Rabbit procollagenase synthesized and secreted by a high-yield mammalian expression vector requires stromelysin (matrix metalloproteinase-3) for maximal activation.

A chimeric gene composed of the mouse metallothionein promoter linked to the 5' end of the 9.1-kilobase pair rabbit procollagenase (matrix metalloproteinase-1) gene was stably transfected into baby hamster kidney (BHK) cells. Like the native protein, the recombinant procollagenase synthesized and secreted by these cells was the product of a 2.1-kilobase pair transcript which was translated into a procollagenase protein of 57 kDa, with a small amount of protein that co-migrated with the glycosylated form of the native protein at 61 kDa. The BHK cells expressed levels of recombinant procollagenase equal to or exceeding those of rabbit synovial fibroblasts stimulated with phorbol myristate acetate, where procollagenase mRNA may comprise 2% of the mRNA population. Although minimal (approximately 10%) collagenolysis was seen when the zymogen was activated with trypsin or an organ-omercurial compound, the expression of full collagenolytic activity of the recombinant protein depended on the presence of stromelysin (matrix metalloproteinase-3).
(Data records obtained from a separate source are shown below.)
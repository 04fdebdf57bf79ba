//! Handlers for the `/assets` resource: catalog listing, upload, detail,
//! metadata edits, deletion and download.
//!
//! Reads apply the row-visibility rule for the caller's role. Edits and
//! deletes are limited to the owner or an administrator.

use axum::body::Body;
use axum::extract::{Multipart, Path, Query, State};
use axum::http::{header, StatusCode};
use axum::response::Response;
use axum::Json;
use serde::Deserialize;
use tokio_util::io::ReaderStream;

use mediateca_core::access::{can_view, AccessLevel, VisibilityScope};
use mediateca_core::association::{parse_names, AssociationList};
use mediateca_core::catalog::{normalize_text, parse_date, PageInfo};
use mediateca_core::error::CoreError;
use mediateca_core::roles::can_modify;
use mediateca_core::types::DbId;
use mediateca_db::models::asset::{Asset, CatalogEntry, UpdateAsset};
use mediateca_db::repositories::{AssetRepo, CatalogRepo};

use crate::error::{AppError, AppResult};
use crate::ingest::{ingest, IngestOutcome, UploadForm};
use crate::middleware::auth::AuthUser;
use crate::middleware::rbac::{RequireAuth, RequireContributor};
use crate::query::ListAssetsParams;
use crate::response::{DataResponse, PagedResponse};
use crate::state::AppState;

// ---------------------------------------------------------------------------
// Request types
// ---------------------------------------------------------------------------

/// Tags in an edit body: a JSON array, or a string in any shape the upload
/// form accepts.
#[derive(Debug, Deserialize)]
#[serde(untagged)]
pub enum TagsInput {
    List(Vec<String>),
    Raw(String),
}

impl TagsInput {
    fn into_names(self) -> Vec<String> {
        match self {
            TagsInput::List(items) => AssociationList::Explicit(
                items
                    .into_iter()
                    .map(|t| t.trim().to_string())
                    .filter(|t| !t.is_empty())
                    .collect(),
            )
            .into_vec(),
            TagsInput::Raw(raw) => parse_names(&raw).into_vec(),
        }
    }
}

/// Request body for `PUT /assets/{id}`. Absent fields are left unchanged.
#[derive(Debug, Default, Deserialize)]
pub struct UpdateAssetRequest {
    pub title: Option<String>,
    pub description: Option<String>,
    pub category_id: Option<DbId>,
    pub access_level: Option<String>,
    pub source: Option<String>,
    pub capture_place: Option<String>,
    pub captured_on: Option<String>,
    pub usage_rights: Option<String>,
    /// Replaces the whole tag set when present.
    pub tags: Option<TagsInput>,
}

impl UpdateAssetRequest {
    fn into_update(self) -> Result<UpdateAsset, CoreError> {
        let access_level = normalize_text(self.access_level.as_deref())
            .map(|s| s.parse::<AccessLevel>())
            .transpose()?;

        Ok(UpdateAsset {
            title: normalize_text(self.title.as_deref()),
            description: self.description,
            category_id: self.category_id,
            access_level,
            source: self.source,
            capture_place: self.capture_place,
            captured_on: parse_date("captured_on", self.captured_on.as_deref())?,
            usage_rights: self.usage_rights,
            tags: self.tags.map(TagsInput::into_names),
        })
    }
}

// ---------------------------------------------------------------------------
// Helpers
// ---------------------------------------------------------------------------

fn stored_access(value: &str) -> AppResult<AccessLevel> {
    value
        .parse()
        .map_err(|_| AppError::InternalError(format!("Stored access level '{value}' is invalid")))
}

fn hidden(id: DbId) -> AppError {
    AppError::Core(CoreError::Forbidden(format!(
        "You do not have access to asset {id}"
    )))
}

/// Load an asset and check the caller may modify it.
async fn load_for_modification(state: &AppState, user: &AuthUser, id: DbId) -> AppResult<Asset> {
    let asset = AssetRepo::find_by_id(&state.pool, id)
        .await?
        .ok_or(AppError::Core(CoreError::NotFound { entity: "Asset", id }))?;

    if !can_modify(user.role, user.user_id, asset.owner_id) {
        return Err(AppError::Core(CoreError::Forbidden(
            "Only the owner or an administrator may modify this asset".into(),
        )));
    }
    Ok(asset)
}

/// `Content-Disposition` value; characters unsafe inside a quoted header
/// parameter are replaced.
fn attachment_disposition(original_name: &str) -> String {
    let safe: String = original_name
        .chars()
        .map(|c| {
            if (c.is_ascii_graphic() && c != '"' && c != '\\') || c == ' ' {
                c
            } else {
                '_'
            }
        })
        .collect();
    format!("attachment; filename=\"{safe}\"")
}

// ---------------------------------------------------------------------------
// Handlers
// ---------------------------------------------------------------------------

/// GET /api/v1/assets
///
/// One page of the catalog as visible to the caller.
pub async fn list_assets(
    State(state): State<AppState>,
    RequireAuth(user): RequireAuth,
    Query(params): Query<ListAssetsParams>,
) -> AppResult<Json<PagedResponse<CatalogEntry>>> {
    let filter = params.to_filter(user.role)?;
    let page = params.page_request();
    let scope = VisibilityScope::for_caller(user.role, user.user_id);

    let (items, total) = CatalogRepo::list(&state.pool, &scope, &filter, page).await?;

    Ok(Json(PagedResponse {
        data: items,
        pagination: PageInfo::new(page, total),
    }))
}

/// POST /api/v1/assets
///
/// Multipart upload. See [`crate::ingest`].
pub async fn create_asset(
    State(state): State<AppState>,
    RequireContributor(user): RequireContributor,
    multipart: Multipart,
) -> AppResult<(StatusCode, Json<IngestOutcome>)> {
    let form = UploadForm::read(multipart).await?;
    let outcome = ingest(&state, user.user_id, form).await?;
    Ok((StatusCode::CREATED, Json(outcome)))
}

/// GET /api/v1/assets/{id}
///
/// Asset detail with association names. Counts a view.
pub async fn get_asset(
    State(state): State<AppState>,
    RequireAuth(user): RequireAuth,
    Path(id): Path<DbId>,
) -> AppResult<Json<DataResponse<CatalogEntry>>> {
    let mut entry = CatalogRepo::find_entry(&state.pool, id)
        .await?
        .ok_or(AppError::Core(CoreError::NotFound { entity: "Asset", id }))?;

    let access = stored_access(&entry.access_level)?;
    if !can_view(user.role, user.user_id, access, entry.owner_id) {
        return Err(hidden(id));
    }

    if AssetRepo::increment_view_count(&state.pool, id).await? {
        entry.view_count += 1;
    }

    Ok(Json(DataResponse { data: entry }))
}

/// PUT /api/v1/assets/{id}
///
/// Partial metadata edit; `tags` replaces the tag set.
pub async fn update_asset(
    State(state): State<AppState>,
    RequireAuth(user): RequireAuth,
    Path(id): Path<DbId>,
    Json(input): Json<UpdateAssetRequest>,
) -> AppResult<Json<DataResponse<CatalogEntry>>> {
    load_for_modification(&state, &user, id).await?;

    let update = input.into_update()?;
    AssetRepo::update(&state.pool, id, &update)
        .await?
        .ok_or(AppError::Core(CoreError::NotFound { entity: "Asset", id }))?;

    let entry = CatalogRepo::find_entry(&state.pool, id)
        .await?
        .ok_or(AppError::Core(CoreError::NotFound { entity: "Asset", id }))?;

    tracing::info!(asset_id = id, user_id = user.user_id, "Asset metadata updated");
    Ok(Json(DataResponse { data: entry }))
}

/// DELETE /api/v1/assets/{id}
///
/// Removes the catalog row (associations cascade), then the stored binary.
pub async fn delete_asset(
    State(state): State<AppState>,
    RequireAuth(user): RequireAuth,
    Path(id): Path<DbId>,
) -> AppResult<StatusCode> {
    load_for_modification(&state, &user, id).await?;

    let deleted = AssetRepo::delete(&state.pool, id)
        .await?
        .ok_or(AppError::Core(CoreError::NotFound { entity: "Asset", id }))?;

    state.store.remove_quietly(&deleted.storage_path).await;

    tracing::info!(asset_id = id, user_id = user.user_id, "Asset deleted");
    Ok(StatusCode::NO_CONTENT)
}

/// GET /api/v1/assets/{id}/download
///
/// Streams the stored binary as an attachment and counts the download.
/// The counter only moves once the binary is known to exist.
pub async fn download_asset(
    State(state): State<AppState>,
    RequireAuth(user): RequireAuth,
    Path(id): Path<DbId>,
) -> AppResult<Response> {
    let asset = AssetRepo::find_by_id(&state.pool, id)
        .await?
        .ok_or(AppError::Core(CoreError::NotFound { entity: "Asset", id }))?;

    let access = stored_access(&asset.access_level)?;
    if !can_view(user.role, user.user_id, access, asset.owner_id) {
        return Err(hidden(id));
    }

    let (file, len) = match state.store.open(&asset.storage_path).await {
        Ok(opened) => opened,
        Err(e) if e.kind() == std::io::ErrorKind::NotFound => {
            return Err(AppError::Core(CoreError::StorageMissing { id }));
        }
        Err(e) => return Err(AppError::InternalError(format!("Failed to open stored file: {e}"))),
    };

    let count = AssetRepo::increment_download_count(&state.pool, id)
        .await?
        .ok_or(AppError::Core(CoreError::NotFound { entity: "Asset", id }))?;
    tracing::info!(asset_id = id, user_id = user.user_id, download_count = count, "Asset downloaded");

    let stream = ReaderStream::new(file);

    Response::builder()
        .status(StatusCode::OK)
        .header(header::CONTENT_TYPE, asset.mime_type.as_str())
        .header(header::CONTENT_LENGTH, len.to_string())
        .header(
            header::CONTENT_DISPOSITION,
            attachment_disposition(&asset.original_name),
        )
        .body(Body::from_stream(stream))
        .map_err(|e| AppError::InternalError(format!("Failed to build download response: {e}")))
}

#[cfg(test)]
mod tests {
    use assert_matches::assert_matches;

    use super::*;

    #[test]
    fn disposition_keeps_plain_names() {
        assert_eq!(
            attachment_disposition("report 2024.pdf"),
            "attachment; filename=\"report 2024.pdf\""
        );
    }

    #[test]
    fn disposition_replaces_unsafe_characters() {
        assert_eq!(
            attachment_disposition("a\"b\\c\nd.png"),
            "attachment; filename=\"a_b_c_d.png\""
        );
        assert_eq!(attachment_disposition("año.jpg"), "attachment; filename=\"a_o.jpg\"");
    }

    #[test]
    fn edit_tags_accept_list_or_string() {
        let list: UpdateAssetRequest =
            serde_json::from_str(r#"{"tags": ["a", " b ", "a", ""]}"#).unwrap();
        assert_eq!(list.into_update().unwrap().tags, Some(vec!["a".into(), "b".into()]));

        let raw: UpdateAssetRequest = serde_json::from_str(r#"{"tags": "x, y"}"#).unwrap();
        assert_eq!(raw.into_update().unwrap().tags, Some(vec!["x".into(), "y".into()]));

        let absent: UpdateAssetRequest = serde_json::from_str("{}").unwrap();
        assert_eq!(absent.into_update().unwrap().tags, None);
    }

    #[test]
    fn edit_rejects_bad_access_level_and_date() {
        let bad_level = UpdateAssetRequest {
            access_level: Some("secret".into()),
            ..Default::default()
        };
        assert_matches!(bad_level.into_update(), Err(CoreError::Validation(_)));

        let bad_date = UpdateAssetRequest {
            captured_on: Some("yesterday".into()),
            ..Default::default()
        };
        assert_matches!(bad_date.into_update(), Err(CoreError::Validation(_)));
    }

    #[test]
    fn private_alias_is_accepted_on_edit() {
        let req = UpdateAssetRequest {
            access_level: Some("private".into()),
            ..Default::default()
        };
        assert_eq!(
            req.into_update().unwrap().access_level,
            Some(AccessLevel::Confidential)
        );
    }
}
Purified recombinant collagenase displayed a specific activity of 8,400 units/mg of enzyme (1 unit degraded 1 microgram of collagen/minute at 37 degrees C) when fully activated, which was accomplished by the specific cleavage of the Gln80-Phe81 bond of procollagenase by stromelysin. We conclude that 1) these stably transfected BHK cells represent a high yield source of recombinant mammalian procollagenase, 2) activation of procollagenase depends on the presence of stromelysin, and 3) recombinant procollagenase from this high yield source may be useful in future studies to elucidate the detailed mechanism(s) involved in the activation of this enzyme.